The employer’s liability for future instalments is contingent upon the employee being alive when they mature, subject to certain exceptions not pertinent to this discussion. Section 21 of said Act (Cahill’s Ill. St. ch. 48, ¶ 221) expressly provides that subject to certain provisions as to dependency upon the employee, “any right to receive compensation hereunder shall be extinguished by the death of the person or persons entitled thereto.” Subject to such provisions, should Haupt die before the expiration of his life expectancy, plaintiffs’ liability under the award would cease, but under this judgment they might profit— pqssibly several thousand dollars — on the happening of such contingency. No such injustice could have been contemplated by the act. A construction that admits of it does violence to the plain intent of the statute which, we think, was to enable the employer to be reimbursed by the negligent party to an amount not exceeding the actual damages suffered by him.

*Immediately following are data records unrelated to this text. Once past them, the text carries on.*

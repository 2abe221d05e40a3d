// Snapshot publisher tests: placeholder, state transitions and torn-read freedom

use std::sync::Arc;
use std::sync::atomic::{AtomicBool, Ordering};
use sysmon::publisher::{NOT_READY_DOCUMENT, NOT_READY_HISTORY, PublisherState, SnapshotPublisher};

#[test]
fn test_not_ready_placeholder_verbatim() {
    let publisher = SnapshotPublisher::new();
    let snapshot = publisher.read();
    assert_eq!(
        &snapshot.document[..],
        br#"{"error":"Data not ready yet","timestamp":0}"#
    );
    assert_eq!(&snapshot.history[..], NOT_READY_HISTORY.as_bytes());
    assert_eq!(snapshot.cycle, 0);
    assert!(!snapshot.is_ready());
    assert_eq!(publisher.state(), PublisherState::NotReady);
}

#[test]
fn test_placeholders_are_valid_json() {
    for text in [NOT_READY_DOCUMENT, NOT_READY_HISTORY] {
        let value: serde_json::Value = serde_json::from_str(text).unwrap();
        assert_eq!(value["timestamp"], 0);
    }
}

#[test]
fn test_publish_transitions_to_ready() {
    let publisher = SnapshotPublisher::default();
    assert_eq!(publisher.publish("{\"a\":1}", "{\"count\":0}"), 1);
    assert_eq!(publisher.state(), PublisherState::Ready);
    assert_eq!(publisher.publish("{\"a\":2}", "{\"count\":1}"), 2);

    let snapshot = publisher.read();
    assert_eq!(&snapshot.document[..], b"{\"a\":2}");
    assert_eq!(&snapshot.history[..], b"{\"count\":1}");
    assert_eq!(snapshot.cycle, 2);
}

#[test]
fn test_held_snapshot_is_unaffected_by_later_publish() {
    let publisher = SnapshotPublisher::new();
    publisher.publish("first", "h1");
    let held = publisher.read();
    publisher.publish("second", "h2");
    assert_eq!(&held.document[..], b"first");
    assert_eq!(&publisher.read().document[..], b"second");
}

fn pair(i: usize) -> (String, String) {
    let fill = char::from(b'a' + (i % 26) as u8);
    let document = format!("{{\"cycle\":{i},\"fill\":\"{}\"}}", fill.to_string().repeat(4096));
    let history = format!("{{\"count\":{i}}}");
    (document, history)
}

#[test]
fn test_concurrent_readers_never_see_torn_pairs() {
    let publisher = Arc::new(SnapshotPublisher::new());
    let done = Arc::new(AtomicBool::new(false));

    let readers: Vec<_> = (0..4)
        .map(|_| {
            let publisher = publisher.clone();
            let done = done.clone();
            std::thread::spawn(move || {
                let mut last_cycle = 0;
                while !done.load(Ordering::Relaxed) {
                    let snapshot = publisher.read();
                    assert!(snapshot.cycle >= last_cycle, "cycles never go backwards");
                    last_cycle = snapshot.cycle;
                    if !snapshot.is_ready() {
                        assert_eq!(&snapshot.document[..], NOT_READY_DOCUMENT.as_bytes());
                        continue;
                    }
                    let doc: serde_json::Value =
                        serde_json::from_slice(&snapshot.document).expect("complete document");
                    let hist: serde_json::Value =
                        serde_json::from_slice(&snapshot.history).expect("complete history");
                    // Both halves come from the same publish.
                    assert_eq!(doc["cycle"], hist["count"]);
                    let (expected, _) = pair(doc["cycle"].as_u64().unwrap() as usize);
                    assert_eq!(&snapshot.document[..], expected.as_bytes());
                }
            })
        })
        .collect();

    for i in 1..=2000 {
        let (document, history) = pair(i);
        publisher.publish(document, history);
    }
    done.store(true, Ordering::Relaxed);
    for r in readers {
        r.join().expect("reader thread");
    }
    assert_eq!(publisher.read().cycle, 2000);
}
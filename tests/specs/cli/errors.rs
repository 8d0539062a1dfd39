//! Error reporting specs
//!
//! Configuration problems exit non-zero before any task runs.

use crate::prelude::*;

#[test]
fn no_tasks_is_rejected() {
    let temp = Project::empty();

    temp.rwgate()
        .args(&["--readers", "0", "--writers", "0"])
        .fails()
        .stderr_has("at least one reader or writer is required");
}

#[test]
fn zero_delta_is_rejected() {
    let temp = Project::empty();

    temp.rwgate()
        .args(&["--delta", "0"])
        .fails()
        .stderr_has("write_delta must be non-zero");
}

#[test]
fn missing_config_file_is_reported() {
    let temp = Project::empty();

    temp.rwgate()
        .args(&["--config", "nope.toml"])
        .fails()
        .stderr_has("failed to read");
}

#[test]
fn unknown_config_key_is_reported() {
    let temp = Project::empty();
    temp.file("run.toml", "readers = 3\n");

    temp.rwgate()
        .args(&["--config", "run.toml"])
        .fails()
        .stderr_has("failed to parse");
}

#[test]
fn malformed_duration_is_rejected() {
    let temp = Project::empty();

    temp.rwgate()
        .args(&["--timeout", "soon"])
        .fails()
        .stderr_has("invalid value");
}
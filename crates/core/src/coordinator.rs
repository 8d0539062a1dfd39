// SPDX-License-Identifier: BUSL-1.1
// Copyright (c) 2026 Alfred Jean LLC

//! Writer-priority readers-writers coordinator
//!
//! Writers announce intent under the control lock before contending for the
//! data gate, so any reader arriving after that announcement waits until every
//! pending writer has finished. Readers already admitted are never preempted;
//! a writer simply waits for the last of them to hand the gate back.
//!
//! Lock order is control lock, then gate. The value lock is only ever tried,
//! never waited on: finding it busy means admission let two conflicting
//! tasks in.

use crate::admission::{AdmissionSnapshot, AdmissionState, GateAction, Wake};
use crate::error::{AdmissionError, ProtocolViolation};
use crate::gate::DataGate;
use crate::id::{AccessKind, TaskId};
use crate::wait::{NextWait, WaitOptions};
use std::convert::Infallible;
use std::fmt;
use std::ops::{Deref, DerefMut};
use std::sync::{
    Condvar, Mutex, MutexGuard, RwLock, RwLockReadGuard, RwLockWriteGuard, TryLockError,
};
use tracing::{debug, error, warn};

/// Owns a shared value and mediates all access to it
pub struct Coordinator<T> {
    /// Only touched under admission; contention is a protocol violation
    value: RwLock<T>,
    control: Mutex<AdmissionState>,
    /// Broadcast when the last pending writer leaves
    writers_drained: Condvar,
    gate: DataGate,
}

impl<T> Coordinator<T> {
    pub fn new(value: T) -> Self {
        Self {
            value: RwLock::new(value),
            control: Mutex::new(AdmissionState::new()),
            writers_drained: Condvar::new(),
            gate: DataGate::new(),
        }
    }

    /// Wait until no writer is pending, then join the reader group
    pub fn begin_read(&self, id: TaskId) -> ReadGuard<'_, T> {
        let admitted = self.admit_reader(&id, |state| {
            Ok::<_, Infallible>(
                self.writers_drained
                    .wait(state)
                    .unwrap_or_else(|e| e.into_inner()),
            )
        });
        match admitted {
            Ok(()) => self.read_guard(id),
            Err(never) => match never {},
        }
    }

    /// [`begin_read`](Self::begin_read) that gives up per `opts`
    pub fn begin_read_with(
        &self,
        id: TaskId,
        opts: &WaitOptions,
    ) -> Result<ReadGuard<'_, T>, AdmissionError> {
        let admitted = self.admit_reader(&id, |state| {
            Ok(match opts.next_wait()? {
                NextWait::Forever => self
                    .writers_drained
                    .wait(state)
                    .unwrap_or_else(|e| e.into_inner()),
                NextWait::For(slice) => {
                    self.writers_drained
                        .wait_timeout(state, slice)
                        .unwrap_or_else(|e| e.into_inner())
                        .0
                }
            })
        });

        match admitted {
            Ok(()) => Ok(self.read_guard(id)),
            Err(e) => {
                warn!(task = %id, error = %e, "gave up waiting to read");
                Err(e)
            }
        }
    }

    /// Announce intent, then wait for exclusive use of the data gate
    pub fn begin_write(&self, id: TaskId) -> WriteGuard<'_, T> {
        self.announce_writer(&id);
        debug!(task = %id, "waiting for data gate");
        self.gate.acquire_now();
        debug!(task = %id, "got access to data");
        self.write_guard(id)
    }

    /// [`begin_write`](Self::begin_write) that gives up per `opts`.
    ///
    /// A writer that gives up withdraws its announcement, so readers held back
    /// by it are released if it was the last one pending.
    pub fn begin_write_with(
        &self,
        id: TaskId,
        opts: &WaitOptions,
    ) -> Result<WriteGuard<'_, T>, AdmissionError> {
        self.announce_writer(&id);
        debug!(task = %id, "waiting for data gate");
        if let Err(e) = self.gate.acquire(opts) {
            warn!(task = %id, error = %e, "gave up waiting to write");
            self.withdraw_writer(&id);
            return Err(e);
        }
        debug!(task = %id, "got access to data");
        Ok(self.write_guard(id))
    }

    /// Current counters and gate state
    pub fn snapshot(&self) -> AdmissionSnapshot {
        let state = self.control();
        state.snapshot(self.gate.is_held())
    }

    pub fn into_inner(self) -> T {
        self.value.into_inner().unwrap_or_else(|e| e.into_inner())
    }

    fn control(&self) -> MutexGuard<'_, AdmissionState> {
        self.control.lock().unwrap_or_else(|e| e.into_inner())
    }

    /// Reader wait loop. `wait` blocks on the condvar once; every wake is
    /// followed by a fresh check of the pending-writer count.
    fn admit_reader<'a, E>(
        &'a self,
        id: &TaskId,
        mut wait: impl FnMut(
            MutexGuard<'a, AdmissionState>,
        ) -> Result<MutexGuard<'a, AdmissionState>, E>,
    ) -> Result<(), E> {
        let mut state = self.control();
        debug!(task = %id, "wants to read");

        while !state.reader_may_enter() {
            debug!(
                task = %id,
                pending_writers = state.pending_writers(),
                "pending writer(s), wait"
            );
            state = wait(state)?;
        }

        debug!(task = %id, "no pending writer");
        if state.reader_entered() == GateAction::Acquire {
            debug!(task = %id, "first reader, taking data gate");
            // pending_writers == 0 means no writer holds the gate
            self.gate.acquire_now();
        }
        Ok(())
    }

    fn announce_writer(&self, id: &TaskId) {
        let mut state = self.control();
        state.writer_announced();
        debug!(
            task = %id,
            pending_writers = state.pending_writers(),
            "wants to write"
        );
    }

    fn withdraw_writer(&self, id: &TaskId) {
        let mut state = self.control();
        let outcome = state.writer_withdrawn().map(|wake| {
            if wake == Wake::Readers {
                debug!(task = %id, "last writer, notify readers");
                self.writers_drained.notify_all();
            }
        });
        self.check(id, outcome);
    }

    /// Leave the reader group; the last reader out frees the gate
    fn end_read(&self, id: &TaskId) {
        let mut state = self.control();
        debug!(task = %id, "done reading");
        let outcome = state.reader_left().and_then(|action| match action {
            GateAction::Release => {
                debug!(task = %id, "last reader, releasing data gate");
                self.gate.release()
            }
            _ => Ok(()),
        });
        self.check(id, outcome);
    }

    /// Free the gate, then retire the announcement
    fn end_write(&self, id: &TaskId) {
        debug!(task = %id, "done writing, releasing data gate");
        let released = self.gate.release();
        self.check(id, released);
        self.withdraw_writer(id);
    }

    fn check(&self, id: &TaskId, outcome: Result<(), ProtocolViolation>) {
        if let Err(violation) = outcome {
            error!(task = %id, %violation, "protocol violation");
        }
        debug_assert!(outcome.is_ok(), "protocol violation by {id}");
    }

    // The admission is built first so a violation panic still releases it
    fn read_guard(&self, id: TaskId) -> ReadGuard<'_, T> {
        let admission = Admission {
            coordinator: self,
            id,
            kind: AccessKind::Read,
        };
        let value = match self.value.try_read() {
            Ok(value) => value,
            Err(TryLockError::Poisoned(e)) => e.into_inner(),
            Err(TryLockError::WouldBlock) => {
                self.check(&id, Err(ProtocolViolation::ValueBusy));
                self.value.read().unwrap_or_else(|e| e.into_inner())
            }
        };
        ReadGuard { value, admission }
    }

    fn write_guard(&self, id: TaskId) -> WriteGuard<'_, T> {
        let admission = Admission {
            coordinator: self,
            id,
            kind: AccessKind::Write,
        };
        let value = match self.value.try_write() {
            Ok(value) => value,
            Err(TryLockError::Poisoned(e)) => e.into_inner(),
            Err(TryLockError::WouldBlock) => {
                self.check(&id, Err(ProtocolViolation::ValueBusy));
                self.value.write().unwrap_or_else(|e| e.into_inner())
            }
        };
        WriteGuard { value, admission }
    }
}

impl<T: Default> Default for Coordinator<T> {
    fn default() -> Self {
        Self::new(T::default())
    }
}

impl<T> fmt::Debug for Coordinator<T> {
    fn fmt(&self, f: &mut fmt::Formatter<'_>) -> fmt::Result {
        f.debug_struct("Coordinator")
            .field("admission", &self.snapshot())
            .finish_non_exhaustive()
    }
}

/// Runs the matching `end_*` when dropped, including during unwinding.
///
/// The side is fixed by which `begin_*` admitted the task; the id is only a
/// log label.
struct Admission<'a, T> {
    coordinator: &'a Coordinator<T>,
    id: TaskId,
    kind: AccessKind,
}

impl<T> Drop for Admission<'_, T> {
    fn drop(&mut self) {
        match self.kind {
            AccessKind::Read => self.coordinator.end_read(&self.id),
            AccessKind::Write => self.coordinator.end_write(&self.id),
        }
    }
}

/// Shared access to the value for one admitted reader
pub struct ReadGuard<'a, T> {
    // Field order matters: the value borrow drops before admission ends
    value: RwLockReadGuard<'a, T>,
    admission: Admission<'a, T>,
}

impl<T> ReadGuard<'_, T> {
    pub fn id(&self) -> TaskId {
        self.admission.id
    }

    /// Leave the admitted window now rather than at scope exit
    pub fn end(self) {
        drop(self);
    }
}

impl<T> Deref for ReadGuard<'_, T> {
    type Target = T;

    fn deref(&self) -> &T {
        &self.value
    }
}

/// Exclusive access to the value for one admitted writer
pub struct WriteGuard<'a, T> {
    value: RwLockWriteGuard<'a, T>,
    admission: Admission<'a, T>,
}

impl<T> WriteGuard<'_, T> {
    pub fn id(&self) -> TaskId {
        self.admission.id
    }

    pub fn end(self) {
        drop(self);
    }
}

impl<T> Deref for WriteGuard<'_, T> {
    type Target = T;

    fn deref(&self) -> &T {
        &self.value
    }
}

impl<T> DerefMut for WriteGuard<'_, T> {
    fn deref_mut(&mut self) -> &mut T {
        &mut self.value
    }
}

#[cfg(test)]
#[path = "coordinator_tests.rs"]
mod tests;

Had plaintiffs desired to recover in one suit to the full extent of their liability, they could, under section 9 of the Act (Cahill’s Ill. St. ch. 48, ¶ 209), have had the-same fixed in a lump sum before they brought their suit. But the compensation being payable in instalments, they suffer damages only as they mature. As plaintiffs, therefore, have suffered no damages beyond what they have paid under the award and were liable for thereunder at the time of the trial (up to which time all damages suffered may be recovered in a personal injury action), we think their right to recovery was limited to the aggregate sum thereof, namely, $1,051. Whether or not a right of action will accrue to them as other instalments mature is not a question before us. Accordingly the judgment will be affirmed if there is a remittitur to the sum of $1,051 within 10 days herefrom, otherwise it will be reversed and the cause remanded.
Affirmed on remittitur; otherwise reversed and remanded.
Hiudlet, P. J., and Morrill, J., concur.